In principle, because the exact distribution represents all the information available, provided your model is reasonable, that distribution is the most powerful measure of your observed statistic.

Although you require less information to estimate the parameters of a known distribution, than to describe an unknown one, you still need a clear idea which known distribution (if any) your results represent.

If you are not certain what distribution your statistic represents, your inference is based upon supposition not information.

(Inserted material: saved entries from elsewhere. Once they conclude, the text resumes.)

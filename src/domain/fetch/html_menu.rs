use std::collections::HashMap;

use anyhow::anyhow;
use chrono::NaiveDate;
use scraper::{ElementRef, Html};

use crate::domain::model::{day_key, Meal, Prices};

use super::err::ScrapeError;

// css classes the source puts on every row for zebra striping; everything
// else on a row is a diet/allergen marker
const COSMETIC_CLASSES: [&str; 3] = ["bg-color", "even", "odd"];

/// Scrapes the weekly menu document of one canteen into a Day Key → meals
/// mapping, covering every day panel the document contains.
#[derive(Debug, Clone)]
pub struct MenuScraper {
    http: reqwest::blocking::Client,
}

impl MenuScraper {
    pub fn new() -> Self {
        Self::with_client(reqwest::blocking::Client::new())
    }

    pub fn with_client(client: reqwest::blocking::Client) -> Self {
        Self { http: client }
    }

    pub fn fetch_menu(&self, url: &str) -> anyhow::Result<HashMap<String, Vec<Meal>>> {
        let menu_html = self.fetch_html(url)?;
        self.parse_menu(&menu_html)
    }

    fn fetch_html(&self, url: &str) -> anyhow::Result<Html> {
        let resp_text = self.http.get(url).send()?.error_for_status()?.text()?;
        Ok(Html::parse_document(&resp_text))
    }

    /// The i-th date heading belongs to the i-th day panel; the document
    /// never links them explicitly. A count mismatch therefore poisons
    /// the whole document and fails the parse.
    ///
    /// Within one panel, a malformed dish row is skipped and logged, but
    /// a panel without a menu table has nothing to fall back to and the
    /// day is dropped entirely.
    pub(crate) fn parse_menu(&self, doc: &Html) -> anyhow::Result<HashMap<String, Vec<Meal>>> {
        let headings: Vec<_> = doc.select(&selectors::DATE_HEADLINE).collect();
        let panels: Vec<_> = doc.select(&selectors::DAY_PANEL).collect();

        if headings.len() != panels.len() {
            return Err(ScrapeError::PanelCountMismatch {
                headings: headings.len(),
                panels: panels.len(),
            }
            .into());
        }

        let mut days = HashMap::new();
        for (heading, panel) in headings.into_iter().zip(panels) {
            let text: String = heading.text().collect();
            let Some(date) = extract_date(&text) else {
                log::warn!("skipping day panel: no date in heading {:?}", text.trim());
                continue;
            };

            match self.parse_day_panel(panel) {
                Ok(meals) => {
                    days.insert(day_key(date), meals);
                }
                Err(err) => {
                    log::warn!("dropping menu for {date}: {err}");
                }
            }
        }

        Ok(days)
    }

    fn parse_day_panel(&self, panel: ElementRef) -> Result<Vec<Meal>, ScrapeError> {
        let menu_table = panel
            .select(&selectors::MENU_TABLE)
            .next()
            .ok_or(ScrapeError::element_not_found("table", "menues"))?;

        let mut meals = vec![];
        for row in menu_table.select(&selectors::MENU_ROW) {
            match self.parse_menu_row(row) {
                Ok(meal) => meals.push(meal),
                Err(err) => log::warn!("skipping dish row: {err}"),
            }
        }

        // side dishes are optional; a day without them is still valid
        if let Some(extras_table) = panel.select(&selectors::EXTRAS_TABLE).next() {
            meals.extend(self.parse_extras_table(extras_table));
        } else {
            log::debug!("day panel has no extras table");
        }

        Ok(meals)
    }

    fn parse_menu_row(&self, tr: ElementRef) -> anyhow::Result<Meal> {
        let wrapper = tr
            .select(&selectors::MENU_WRAPPER)
            .next()
            .ok_or(anyhow!("no td with class \"menue-wrapper\""))?;

        let category: String = wrapper
            .select(&selectors::CATEGORY)
            .next()
            .ok_or(anyhow!("no span with class \"menue-category\""))?
            .text()
            .collect();
        let category = category.trim();
        if category.is_empty() {
            return Err(anyhow!(".menue-category contains no text"));
        }

        let name: String = wrapper
            .select(&selectors::DISH_DESC)
            .next()
            .ok_or(anyhow!("no span with class \"expand-nutr\""))?
            .children()
            .filter_map(|node| node.value().as_text())
            .map(|txt_node| <str as AsRef<str>>::as_ref(txt_node))
            .collect();
        let name = name.split_whitespace().collect::<Vec<_>>().join(" ");
        if name.is_empty() {
            return Err(anyhow!("dish description contains no text"));
        }

        // "3,50 €" -> 3.5; a row without a price element is a free or
        // unpriced dish and is recorded as 0.0
        let price = match wrapper.select(&selectors::PRICE).next() {
            Some(elm) => {
                let text: String = elm.text().collect();
                parse_price(&text).ok_or(anyhow!("malformed price text {:?}", text.trim()))?
            }
            None => 0.0,
        };

        let notes: Vec<String> = tr
            .value()
            .classes()
            .filter(|cls| !COSMETIC_CLASSES.contains(cls))
            .map(|cls| cls.to_owned())
            .collect();

        Ok(Meal::new(name, category, notes, Prices::student_only(price)))
    }

    /// The extras table lists side dishes per category block, one text
    /// line per dish, without per-dish prices.
    fn parse_extras_table(&self, table: ElementRef) -> Vec<Meal> {
        let mut extras = vec![];

        for wrapper in table.select(&selectors::MENU_WRAPPER) {
            let category = wrapper
                .select(&selectors::CATEGORY)
                .next()
                .map(|elm| elm.text().collect::<String>())
                // Fallback to the empty string as a category if none is given
                .unwrap_or_default();
            let category = category.trim();

            let Some(desc) = wrapper.select(&selectors::EXTRA_DESC).next() else {
                log::warn!("skipping extras block: no span with class \"menue-desc\"");
                continue;
            };

            for txt_node in desc.children().filter_map(|node| node.value().as_text()) {
                let line = txt_node.trim();
                if line.is_empty() {
                    continue;
                }
                extras.push(Meal::new(line, category, vec![], Prices::default()));
            }
        }

        extras
    }
}

impl Default for MenuScraper {
    fn default() -> Self {
        Self::new()
    }
}

fn extract_date(heading_text: &str) -> Option<NaiveDate> {
    re::DATE_REGEX
        .find(heading_text)
        .and_then(|m| NaiveDate::parse_from_str(m.as_str(), "%d.%m.%Y").ok())
}

fn parse_price(text: &str) -> Option<f64> {
    let token = text.trim().split_whitespace().next()?;
    token.replace(',', ".").parse().ok()
}

pub mod selectors {
    use scraper::Selector;

    lazy_static! {
        pub static ref DATE_HEADLINE: Selector =
            Selector::parse("h3.default-headline, h3.active-headline").unwrap();
        pub static ref DAY_PANEL: Selector =
            Selector::parse("div.default-panel, div.active-panel").unwrap();
        pub static ref MENU_TABLE: Selector = Selector::parse("table.menues").unwrap();
        pub static ref EXTRAS_TABLE: Selector = Selector::parse("table.extras").unwrap();
        pub static ref MENU_ROW: Selector = Selector::parse("tbody > tr").unwrap();
        pub static ref MENU_WRAPPER: Selector = Selector::parse("td.menue-wrapper").unwrap();
        pub static ref CATEGORY: Selector = Selector::parse("span.menue-category").unwrap();
        pub static ref DISH_DESC: Selector =
            Selector::parse("span.menue-desc span.expand-nutr").unwrap();
        pub static ref PRICE: Selector = Selector::parse("span.menue-price").unwrap();
        pub static ref EXTRA_DESC: Selector = Selector::parse("span.menue-desc").unwrap();
    }
}

pub mod re {
    use regex::Regex;

    lazy_static! {
        pub static ref DATE_REGEX: Regex = Regex::new(r"(\d{2}\.\d{2}\.\d{4})").unwrap();
    }
}
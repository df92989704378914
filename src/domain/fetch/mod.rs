mod api;
mod html_menu;
mod opening_hours;

pub use api::{ApiClient, DEFAULT_BASE_URL};
pub use html_menu::MenuScraper;
pub use opening_hours::OpeningHoursScraper;

pub mod err {
    use thiserror::Error;

    #[derive(Debug, Clone, Error)]
    pub enum ScrapeError {
        #[error("menu document has {headings} date headings but {panels} day panels")]
        PanelCountMismatch { headings: usize, panels: usize },

        #[error("no element {tag} with class(es) {:?}", &.cls[..])]
        ElementNotFound { tag: String, cls: Vec<String> },
    }

    impl ScrapeError {
        pub(super) fn element_not_found(tag: &str, cls: &str) -> Self {
            Self::ElementNotFound {
                tag: tag.to_owned(),
                cls: vec![cls.to_owned()],
            }
        }
    }
}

Resampling data can mimic the effect of intrinsic variation (within a given set of values) upon their summary statistic's value. Lacking any better information about how observations 'should' be distributed, resampling allows you to make the best use of the information at hand. Resampling methods do this by assuming that the variation of your sample statistic results from random selection among the available observations as represented within your sample. But when those values cannot reasonably be interchanged resampling is, AT VERY BEST, an approximation - indeed, if some assignments are more likely than others, random resampling can be a highly misleading approximation.

Resampling allows you considerable scope in choosing which sample statistic to be test. Although resampling techniques are computationally intensive, they have minimal assumptions, and minimal mathematics. As a result, they are much easier to understand, and allow you to concentrate upon what you are testing, rather than how to do it.

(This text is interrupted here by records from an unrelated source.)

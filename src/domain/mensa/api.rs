use chrono::NaiveDate;

use crate::cache::MensaCacheManager;
use crate::domain::fetch::ApiClient;
use crate::domain::model::{day_key, CanteenInfo, Meal, OpeningHours};

use super::Mensa;

/// A canteen served directly by the JSON API. Every per-date query goes
/// through the cache facade first and writes its fetch result back.
#[derive(Debug, Clone)]
pub struct ApiMensa {
    info: CanteenInfo,
    client: ApiClient,
    cache: MensaCacheManager,
}

impl ApiMensa {
    pub fn new(info: CanteenInfo, client: ApiClient, cache: MensaCacheManager) -> Self {
        Self {
            info,
            client,
            cache,
        }
    }

    pub fn info(&self) -> &CanteenInfo {
        &self.info
    }
}

impl Mensa for ApiMensa {
    fn id(&self) -> u32 {
        self.info.id()
    }

    fn name(&self) -> &str {
        self.info.name()
    }

    fn city(&self) -> &str {
        self.info.city()
    }

    fn address(&self) -> &str {
        self.info.address()
    }

    fn coordinates(&self) -> Option<(f64, f64)> {
        self.info.coordinates()
    }

    fn meals(&self, date: NaiveDate) -> Vec<Meal> {
        let day = day_key(date);
        if let Some(meals) = self.cache.cached_meals(self.id(), &day) {
            return meals;
        }

        match self.client.meals(self.id(), &day) {
            Ok(meals) => {
                self.cache.cache_meals(self.id(), &day, &meals);
                meals
            }
            Err(err) => {
                log::warn!("failed to fetch meals for mensa {} on {day}: {err}", self.id());
                vec![]
            }
        }
    }

    fn is_open(&self, date: NaiveDate) -> bool {
        let day = day_key(date);
        if let Some(is_open) = self.cache.cached_opening_times(self.id(), &day) {
            return is_open;
        }

        match self.client.is_open(self.id(), &day) {
            Ok(is_open) => {
                self.cache.cache_opening_times(self.id(), &day, is_open);
                is_open
            }
            Err(err) => {
                log::warn!(
                    "failed to fetch opening status for mensa {} on {day}: {err}",
                    self.id()
                );
                false
            }
        }
    }

    fn opening_hours(&self, _date: NaiveDate) -> OpeningHours {
        // the API only reports an open/closed flag per day
        OpeningHours::CLOSED
    }
}

#[cfg(test)]
mod test {
    use super::*;
    use crate::cache::FileCache;
    use crate::domain::model::Prices;
    use std::sync::Arc;
    use tempfile::TempDir;

    fn unreachable_mensa(dir: &TempDir) -> ApiMensa {
        let info = CanteenInfo::new(187, "Mensa Academica", "Aachen", "Pontwall 3", None);
        // port 9 is unassigned on the loopback; requests fail immediately
        let client = ApiClient::with_base_url("http://127.0.0.1:9");
        let cache = MensaCacheManager::with_cache(Arc::new(FileCache::with_dir(dir.path())));
        ApiMensa::new(info, client, cache)
    }

    #[test]
    fn identity_delegates_to_the_record() {
        let dir = TempDir::new().unwrap();
        let mensa = unreachable_mensa(&dir);

        assert_eq!(mensa.id(), 187);
        assert_eq!(mensa.name(), "Mensa Academica");
        assert_eq!(mensa.city(), "Aachen");
        assert!(!mensa.has_opening_hours());
    }

    #[test]
    fn cached_meals_short_circuit_the_network() {
        let dir = TempDir::new().unwrap();
        let mensa = unreachable_mensa(&dir);
        let date = NaiveDate::from_ymd_opt(2024, 8, 7).unwrap();

        let meals = vec![Meal::new(
            "Gemüsecurry",
            "Vegetarisch",
            vec![],
            Prices::student_only(2.1),
        )];
        mensa.cache.cache_meals(187, "2024-08-07", &meals);

        assert_eq!(mensa.meals(date), meals);
    }

    #[test]
    fn fetch_failure_reads_as_empty_menu() {
        let dir = TempDir::new().unwrap();
        let mensa = unreachable_mensa(&dir);
        let date = NaiveDate::from_ymd_opt(2024, 8, 7).unwrap();

        assert!(mensa.meals(date).is_empty());
        assert!(!mensa.is_open(date));
    }

    #[test]
    fn cached_opening_status_short_circuits_the_network() {
        let dir = TempDir::new().unwrap();
        let mensa = unreachable_mensa(&dir);
        let date = NaiveDate::from_ymd_opt(2024, 8, 7).unwrap();

        mensa.cache.cache_opening_times(187, "2024-08-07", true);

        assert!(mensa.is_open(date));
    }
}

All resampling methods assume:
  1. Treatments were randomly allocated, or observations were randomly selected.
      In practice it is much easier to randomly allocate treatments than to randomly select observations. Therefore the former assumption is considerably stronger.
  2. Your sample is sufficiently large that resampling can adequately estimate how your statistic is distributed.
      Resampling techniques obtain all their information on how your statistics are distributed from the observations within your sample. For unbiased results you usually require at least 30 observations, and preferably more than 100.

Surprisingly, whilst resampling methods sometimes make assumptions about how your statistic is distributed, they do not make any assumptions about the distribution of whatever population your sample might, or might not represent. To avoid making such assumptions, you must have enough information.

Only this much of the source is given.